Republic of Ireland defender Diane Caldwell has sensationally slammed the management of Vera Pauw, insisting that their historic run to a first-ever Women's World Cup was due to the players.

In a hard-hitting press conference ahead of the side’s Nations League clash with Northern Ireland at the Aviva Stadium on Saturday, the experienced FC Zurich player took aim at Pauw - who wasn’t offered a contract extension post World Cup - over a number of issues.

Eileen Gleeson has been appointed interim head coach and Caldwell believes there is plenty of room for improvement following Pauw’s exit.

In an interview with RTÉ after her exit, Pauw claimed some of her staff turned on her in the final weeks of her tenure.

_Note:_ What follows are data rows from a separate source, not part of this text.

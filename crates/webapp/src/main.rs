//! eShop Web App - chat concierge and order history.
//!
//! This binary serves the web front end on port 5045 by default.
//!
//! # Architecture
//!
//! - Axum web framework
//! - Claude (or `OpenAI`) completions with in-process tool calls
//! - In-memory chat sessions keyed by a session cookie
//! - Order history fetched from the ordering API with the caller's token

#![cfg_attr(not(test), forbid(unsafe_code))]

use std::sync::Arc;

use secrecy::ExposeSecret;
use tower_http::trace::{DefaultOnResponse, OnResponse, TraceLayer};
use tracing::Span;

use eshop_core::identity::TokenValidator;
use eshop_webapp::ai::{ClaudeClient, CompletionProvider, OpenAiClient};
use eshop_webapp::chatbot::ChatSessions;
use eshop_webapp::config::{AiConfig, WebAppConfig};
use eshop_webapp::middleware::create_session_layer;
use eshop_webapp::ordering::OrderingService;
use eshop_webapp::routes;
use eshop_webapp::state::AppState;
use sentry::integrations::tracing as sentry_tracing;
use tracing_subscriber::{layer::SubscriberExt, util::SubscriberInitExt};

/// Initialize Sentry error tracking and return guard that must be kept alive.
fn init_sentry(config: &WebAppConfig) -> Option<sentry::ClientInitGuard> {
    let dsn = config.sentry_dsn.as_ref()?;

    let guard = sentry::init((
        dsn.as_str(),
        sentry::ClientOptions {
            release: sentry::release_name!(),
            environment: config
                .sentry_environment
                .clone()
                .map(std::borrow::Cow::Owned),
            sample_rate: config.sentry_sample_rate,
            traces_sample_rate: config.sentry_traces_sample_rate,
            attach_stacktrace: true,
            send_default_pii: false,
            ..Default::default()
        },
    ));

    tracing::info!("Sentry initialized");
    Some(guard)
}

/// Filter tracing events to Sentry event types.
fn sentry_event_filter(metadata: &tracing::Metadata<'_>) -> sentry_tracing::EventFilter {
    match *metadata.level() {
        tracing::Level::ERROR | tracing::Level::WARN => sentry_tracing::EventFilter::Event,
        tracing::Level::INFO | tracing::Level::DEBUG => sentry_tracing::EventFilter::Breadcrumb,
        _ => sentry_tracing::EventFilter::Ignore,
    }
}

/// Build the completion provider selected by configuration.
fn completion_provider(ai: &AiConfig) -> Arc<dyn CompletionProvider> {
    match ai {
        AiConfig::Claude(claude) => {
            Arc::new(ClaudeClient::new(claude).expect("Failed to create Claude client"))
        }
        AiConfig::OpenAi(openai) => {
            Arc::new(OpenAiClient::new(openai).expect("Failed to create OpenAI client"))
        }
    }
}

#[tokio::main]
async fn main() {
    // Load configuration from environment (needed for Sentry init)
    let config = WebAppConfig::from_env().expect("Failed to load configuration");

    // Initialize Sentry (must be done before tracing subscriber)
    let _sentry_guard = init_sentry(&config);

    let env_filter = tracing_subscriber::EnvFilter::try_from_default_env()
        .unwrap_or_else(|_| "eshop_webapp=info,tower_http=debug".into());

    // Use JSON format on Fly.io for structured log parsing, text format locally
    let is_fly = std::env::var("FLY_APP_NAME").is_ok();
    let json_layer = is_fly.then(|| tracing_subscriber::fmt::layer().json().flatten_event(true));
    let text_layer = (!is_fly).then(tracing_subscriber::fmt::layer);

    tracing_subscriber::registry()
        .with(env_filter)
        .with(json_layer)
        .with(text_layer)
        .with(sentry_tracing::layer().event_filter(sentry_event_filter))
        .init();

    let provider = completion_provider(&config.ai);
    tracing::info!(model = provider.model(), "Completion provider ready");

    let tokens = TokenValidator::new(
        config.identity.signing_secret.expose_secret().as_bytes(),
        Some(&config.identity.url),
    );
    let ordering = OrderingService::new(reqwest::Client::new(), config.ordering_url.clone());
    let chats = ChatSessions::new(config.chat_idle_timeout);

    let state = AppState::new(provider, ordering, chats, tokens);

    let app = routes::routes()
        .layer(create_session_layer(&config))
        .layer(
            TraceLayer::new_for_http()
                .make_span_with(|request: &axum::http::Request<_>| {
                    tracing::info_span!(
                        "http_request",
                        method = %request.method(),
                        uri = %request.uri(),
                        status = tracing::field::Empty,
                        latency_ms = tracing::field::Empty,
                    )
                })
                .on_response(
                    |response: &axum::http::Response<_>,
                     latency: std::time::Duration,
                     span: &Span| {
                        span.record("status", response.status().as_u16());
                        span.record(
                            "latency_ms",
                            u64::try_from(latency.as_millis()).unwrap_or(u64::MAX),
                        );
                        DefaultOnResponse::default().on_response(response, latency, span);
                    },
                ),
        )
        .with_state(state)
        // Sentry layers (outermost for full request coverage)
        .layer(sentry_tower::NewSentryLayer::new_from_top())
        .layer(sentry_tower::SentryHttpLayer::new().enable_transaction());

    let addr = config.socket_addr();
    tracing::info!("webapp listening on {} (http://{})", config.base_url, addr);

    let listener = tokio::net::TcpListener::bind(addr)
        .await
        .expect("Failed to bind to address");

    axum::serve(listener, app)
        .with_graceful_shutdown(shutdown_signal())
        .await
        .expect("Server error");
}

/// Wait for shutdown signal (Ctrl+C or SIGTERM).
async fn shutdown_signal() {
    let ctrl_c = async {
        tokio::signal::ctrl_c()
            .await
            .expect("Failed to install Ctrl+C handler");
    };

    #[cfg(unix)]
    let terminate = async {
        tokio::signal::unix::signal(tokio::signal::unix::SignalKind::terminate())
            .expect("Failed to install signal handler")
            .recv()
            .await;
    };

    #[cfg(not(unix))]
    let terminate = std::future::pending::<()>();

    tokio::select! {
        () = ctrl_c => {},
        () = terminate => {},
    }

    tracing::info!("Shutdown signal received, starting graceful shutdown");
}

She also strongly criticised the FAI's process when conducting a review into the team's World Cup qualification campaign, and performance at the tournament itself.

The FAI responded to those claims, with chief executive Jonathan Hill saying that Pauw's exit was due to a "fundamental" difference in approach between her and the FAI.

Caldwell's comments will intensify the debate even further, given how openly critical she was of her former manager on the same day that Katie McCabe had argued that player power had not played a part in Pauw's future.

Vera Pauw was not offered a contract extension after the side's World Cup campaign

"I think there were many areas that could have been better, yes, under her tenure," Caldwell replied when asked about the professionalism of the set-up under Pauw.

"I think our preparations for games could have been better, physical preparation, opponent analysis, match tactics, in-game match tactics, changes, systems of play.

"I think a group of players that were destined for success came together at the right time," she added.

Caldwell said that the players approached Pauw over a number of issues but were unable to find a resolution.

"From my position as a pretty experienced player, I don't think it was up to the standard expected at international level.

"I think the results, performances that we got, were in spite of Vera being coach."

"I think the results, performances that we got, were in spite of Vera being coach.

"We approached her many times about professionalising many aspects, but it was hard to get change.

"She obviously made myself a part of the leadership group that she created a long with a few other players so she gave us that position to use our voice and to try and talk on behalf of the team.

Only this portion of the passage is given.